Por Katya Kamlovskaya

A palestra de Margaret Mitchell na DES2025 (Digital Enterprise Show, Málaga, Espanha) sobre ética na tecnologia lembrou-me do livro que acabei de ler - “The Careless People” de Sarah Wynn-Williams - e do seu relato sobre o papel do Facebook no genocídio Rohingya em Mianmar.

Em 2015, visitei Mianmar durante a sua frágil transição democrática, precisamente quando o acesso à Internet aumentou (para ~12% da população). Nos anos seguintes, num centro de detenção australiano, conheci refugiados Rohingya que fugiam da limpeza étnica. Embora o Facebook estivesse então em ascensão, não era imediatamente óbvio como estava a impactar o mundo - não de uma forma positiva, como se veio a verificar.

Na sua palestra, Margaret lembrou-nos que todas as decisões são orientadas por valores, exigindo uma mini-revisão ética onde os valores são identificados, priorizados e transparentes.

O Facebook via Mianmar como um mercado inexplorado. No entanto, as suas decisões incitaram à violência étnica, uma vez que a sua inação levou à disseminação de desinformação e discurso de ódio.

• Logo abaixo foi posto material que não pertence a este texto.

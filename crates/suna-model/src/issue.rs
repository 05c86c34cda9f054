//! Recoverable problems found while decoding a line.

use serde::Serialize;
use std::fmt;
use thiserror::Error;

use crate::layout::FieldKind;

/// A field-level problem. The record it belongs to is still produced.
#[derive(Debug, Clone, PartialEq, Error, Serialize)]
#[serde(tag = "kind", rename_all = "snake_case")]
pub enum DecodeIssue {
    /// A scalar could not be converted to its declared kind.
    #[error("cannot decode {field} from '{raw}' as {expected}")]
    Field {
        field: &'static str,
        raw: String,
        expected: FieldKind,
    },

    /// One spectral channel count is not an integer.
    #[error("cannot decode {field}[{index}] from '{raw}' as integer")]
    SpectralElement {
        field: &'static str,
        index: usize,
        raw: String,
    },

    /// The logger date/time fields do not form a valid timestamp.
    #[error("cannot derive timestamp from date '{date}' and time '{time}': {reason}")]
    Timestamp {
        date: String,
        time: String,
        reason: String,
    },

    /// A non-empty field left over after every layout slot was filled.
    #[error("unexpected field '{raw}' after the last layout slot")]
    ExtraField { raw: String },
}

impl DecodeIssue {
    /// Layout slot the issue refers to, when there is one.
    pub fn field(&self) -> Option<&'static str> {
        match self {
            DecodeIssue::Field { field, .. } | DecodeIssue::SpectralElement { field, .. } => {
                Some(field)
            }
            DecodeIssue::Timestamp { .. } | DecodeIssue::ExtraField { .. } => None,
        }
    }
}

/// A [`DecodeIssue`] tagged with the 1-based input line it came from.
#[derive(Debug, Clone, PartialEq, Serialize)]
pub struct LineIssue {
    pub line: usize,
    #[serde(flatten)]
    pub issue: DecodeIssue,
}

impl LineIssue {
    pub fn new(line: usize, issue: DecodeIssue) -> Self {
        Self { line, issue }
    }
}

impl fmt::Display for LineIssue {
    fn fmt(&self, f: &mut fmt::Formatter<'_>) -> fmt::Result {
        write!(f, "line {}: {}", self.line, self.issue)
    }
}
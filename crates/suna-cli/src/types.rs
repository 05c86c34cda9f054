use std::collections::BTreeMap;
use std::path::PathBuf;

use serde::Serialize;

use suna_model::LineIssue;

#[derive(Debug, Serialize)]
pub struct DecodeSummary {
    pub log: PathBuf,
    pub output: Option<PathBuf>,
    pub lines_read: usize,
    pub records: usize,
    pub malformed_lines: usize,
    pub batches: usize,
    /// Records written per stream name.
    pub streams: BTreeMap<&'static str, usize>,
    pub issues: Vec<LineIssue>,
}

/// Process exit code when `--strict` finds skipped lines or field issues.
pub const EXIT_DEGRADED: i32 = 2;

impl DecodeSummary {
    pub fn has_issues(&self) -> bool {
        !self.issues.is_empty()
    }

    /// True when every line became a record and every field decoded.
    pub fn is_clean(&self) -> bool {
        self.malformed_lines == 0 && !self.has_issues()
    }

    /// Exit code for a finished decode. Only strict runs fail on damage.
    pub fn exit_code(&self, strict: bool) -> i32 {
        if strict && !self.is_clean() {
            EXIT_DEGRADED
        } else {
            0
        }
    }
}
use comfy_table::modifiers::{UTF8_ROUND_CORNERS, UTF8_SOLID_INNER_BORDERS};
use comfy_table::presets::{UTF8_FULL, UTF8_FULL_CONDENSED};
use comfy_table::{Attribute, Cell, CellAlignment, Color, ContentArrangement, Table};

use suna_cli::types::DecodeSummary;
use suna_model::DecodeIssue;

/// Issue rows shown before the table is cut off.
const MAX_ISSUE_ROWS: usize = 50;

pub fn print_summary(summary: &DecodeSummary) {
    eprintln!("Log: {}", summary.log.display());
    if let Some(path) = &summary.output {
        eprintln!("Output: {}", path.display());
    }

    let mut table = Table::new();
    table.set_header(vec![header_cell("Stream"), header_cell("Records")]);
    apply_summary_table_style(&mut table);
    align_column(&mut table, 1, CellAlignment::Right);
    for (stream, count) in &summary.streams {
        table.add_row(vec![Cell::new(stream), Cell::new(count)]);
    }
    table.add_row(vec![
        Cell::new("TOTAL")
            .fg(Color::Cyan)
            .add_attribute(Attribute::Bold),
        Cell::new(summary.records).add_attribute(Attribute::Bold),
    ]);
    table.add_row(vec![dim_cell("lines read"), dim_cell(summary.lines_read)]);
    table.add_row(vec![
        dim_cell("malformed lines"),
        count_cell(summary.malformed_lines, Color::Yellow),
    ]);
    table.add_row(vec![
        dim_cell("field issues"),
        count_cell(summary.issues.len(), Color::Red),
    ]);
    eprintln!("{table}");

    print_issue_table(summary);
}

fn print_issue_table(summary: &DecodeSummary) {
    if summary.issues.is_empty() {
        return;
    }
    let mut table = Table::new();
    table.set_header(vec![
        header_cell("Line"),
        header_cell("Kind"),
        header_cell("Field"),
        header_cell("Message"),
    ]);
    apply_issue_table_style(&mut table);
    align_column(&mut table, 0, CellAlignment::Right);
    for line_issue in summary.issues.iter().take(MAX_ISSUE_ROWS) {
        let issue = &line_issue.issue;
        table.add_row(vec![
            Cell::new(line_issue.line),
            kind_cell(issue),
            match issue.field() {
                Some(field) => Cell::new(field),
                None => dim_cell("-"),
            },
            Cell::new(issue.to_string()),
        ]);
    }
    eprintln!();
    eprintln!("Issues:");
    eprintln!("{table}");
    let hidden = summary.issues.len().saturating_sub(MAX_ISSUE_ROWS);
    if hidden > 0 {
        eprintln!("... and {hidden} more (use --report for the full list)");
    }
}

fn kind_cell(issue: &DecodeIssue) -> Cell {
    let label = match issue {
        DecodeIssue::Field { .. } => "field",
        DecodeIssue::SpectralElement { .. } => "spectral",
        DecodeIssue::Timestamp { .. } => "timestamp",
        DecodeIssue::ExtraField { .. } => "extra",
    };
    Cell::new(label).fg(Color::Yellow)
}

fn count_cell(count: usize, color: Color) -> Cell {
    if count > 0 {
        Cell::new(count).fg(color).add_attribute(Attribute::Bold)
    } else {
        dim_cell(count)
    }
}

pub fn apply_table_style(table: &mut Table) {
    table
        .load_preset(UTF8_FULL_CONDENSED)
        .apply_modifier(UTF8_ROUND_CORNERS)
        .set_content_arrangement(ContentArrangement::Dynamic)
        .set_width(120);
}

fn apply_summary_table_style(table: &mut Table) {
    table
        .load_preset(UTF8_FULL)
        .apply_modifier(UTF8_ROUND_CORNERS)
        .apply_modifier(UTF8_SOLID_INNER_BORDERS)
        .set_content_arrangement(ContentArrangement::Dynamic)
        .set_width(80);
}

fn apply_issue_table_style(table: &mut Table) {
    table
        .load_preset(UTF8_FULL)
        .apply_modifier(UTF8_ROUND_CORNERS)
        .apply_modifier(UTF8_SOLID_INNER_BORDERS)
        .set_content_arrangement(ContentArrangement::DynamicFullWidth)
        .set_width(160);
}

pub fn align_column(table: &mut Table, index: usize, alignment: CellAlignment) {
    if let Some(column) = table.column_mut(index) {
        column.set_cell_alignment(alignment);
    }
}

fn header_cell(label: &str) -> Cell {
    Cell::new(label)
        .fg(Color::Cyan)
        .add_attribute(Attribute::Bold)
}

fn dim_cell<T: ToString>(value: T) -> Cell {
    Cell::new(value).fg(Color::DarkGrey)
}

Avisos da sociedade civil e relatórios internos assinalaram os riscos, mas não existia uma moderação de conteúdo eficaz. Os algoritmos, concebidos para o envolvimento, amplificaram o conteúdo prejudicial, criando uma câmara de eco de material desumanizante contra os Rohingya.

Parecia que os valores comerciais da empresa não davam prioridade à segurança e aos direitos humanos.

Em que valores se concentraram?

Crescimento e expansão do mercado

Manter os utilizadores na plataforma, aumentando a sua interação com algoritmos otimizados para isso - sem reconhecer que o conteúdo emocionalmente carregado e o discurso de ódio levam frequentemente a um elevado envolvimento.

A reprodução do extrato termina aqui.